*Problem requirements*: In the records below, find each line containing the word "usize" and copy it.

Input material Start Marker

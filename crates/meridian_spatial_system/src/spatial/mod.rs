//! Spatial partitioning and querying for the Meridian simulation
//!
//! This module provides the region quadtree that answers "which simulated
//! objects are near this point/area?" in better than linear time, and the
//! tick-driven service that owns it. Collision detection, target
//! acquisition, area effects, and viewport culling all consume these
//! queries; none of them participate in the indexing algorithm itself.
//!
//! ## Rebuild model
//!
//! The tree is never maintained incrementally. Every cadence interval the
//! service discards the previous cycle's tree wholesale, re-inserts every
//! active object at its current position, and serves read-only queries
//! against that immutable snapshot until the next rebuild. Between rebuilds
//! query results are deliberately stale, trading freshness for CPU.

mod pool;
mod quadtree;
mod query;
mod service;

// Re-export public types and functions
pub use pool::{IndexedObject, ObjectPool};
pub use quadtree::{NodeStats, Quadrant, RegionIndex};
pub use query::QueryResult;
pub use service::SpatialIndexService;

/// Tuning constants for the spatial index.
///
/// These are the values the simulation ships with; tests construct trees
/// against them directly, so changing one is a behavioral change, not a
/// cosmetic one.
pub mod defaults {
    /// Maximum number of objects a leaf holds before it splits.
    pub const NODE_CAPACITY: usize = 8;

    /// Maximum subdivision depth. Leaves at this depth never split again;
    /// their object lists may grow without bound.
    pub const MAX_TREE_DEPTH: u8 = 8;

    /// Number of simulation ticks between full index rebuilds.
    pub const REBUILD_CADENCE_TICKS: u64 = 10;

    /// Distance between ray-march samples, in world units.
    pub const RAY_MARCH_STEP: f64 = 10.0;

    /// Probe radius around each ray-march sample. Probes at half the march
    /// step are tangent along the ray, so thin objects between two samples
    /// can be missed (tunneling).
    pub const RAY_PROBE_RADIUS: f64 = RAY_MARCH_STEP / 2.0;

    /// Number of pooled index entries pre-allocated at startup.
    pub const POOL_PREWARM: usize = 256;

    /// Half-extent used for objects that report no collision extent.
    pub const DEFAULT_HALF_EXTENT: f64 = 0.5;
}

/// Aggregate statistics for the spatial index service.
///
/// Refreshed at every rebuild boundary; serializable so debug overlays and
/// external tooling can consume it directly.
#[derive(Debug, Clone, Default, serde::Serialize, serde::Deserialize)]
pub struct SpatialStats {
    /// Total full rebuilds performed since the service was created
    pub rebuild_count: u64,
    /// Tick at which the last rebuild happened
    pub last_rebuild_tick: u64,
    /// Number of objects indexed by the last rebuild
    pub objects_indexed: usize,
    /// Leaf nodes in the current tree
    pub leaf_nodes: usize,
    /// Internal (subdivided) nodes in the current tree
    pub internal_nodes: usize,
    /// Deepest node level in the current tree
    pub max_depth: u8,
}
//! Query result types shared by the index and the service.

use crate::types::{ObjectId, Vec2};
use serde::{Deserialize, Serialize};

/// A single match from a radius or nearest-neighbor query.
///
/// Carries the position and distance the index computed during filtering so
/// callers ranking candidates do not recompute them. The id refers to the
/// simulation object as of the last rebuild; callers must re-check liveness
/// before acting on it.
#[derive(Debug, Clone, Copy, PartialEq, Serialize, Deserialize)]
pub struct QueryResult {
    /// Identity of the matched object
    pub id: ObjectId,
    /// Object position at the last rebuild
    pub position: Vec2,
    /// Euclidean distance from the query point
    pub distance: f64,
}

Input material End Marker

*Result of this exercise*:
    pub const NODE_CAPACITY: usize = 8;
    pub const POOL_PREWARM: usize = 256;
    pub objects_indexed: usize,
    pub leaf_nodes: usize,
    pub internal_nodes: usize,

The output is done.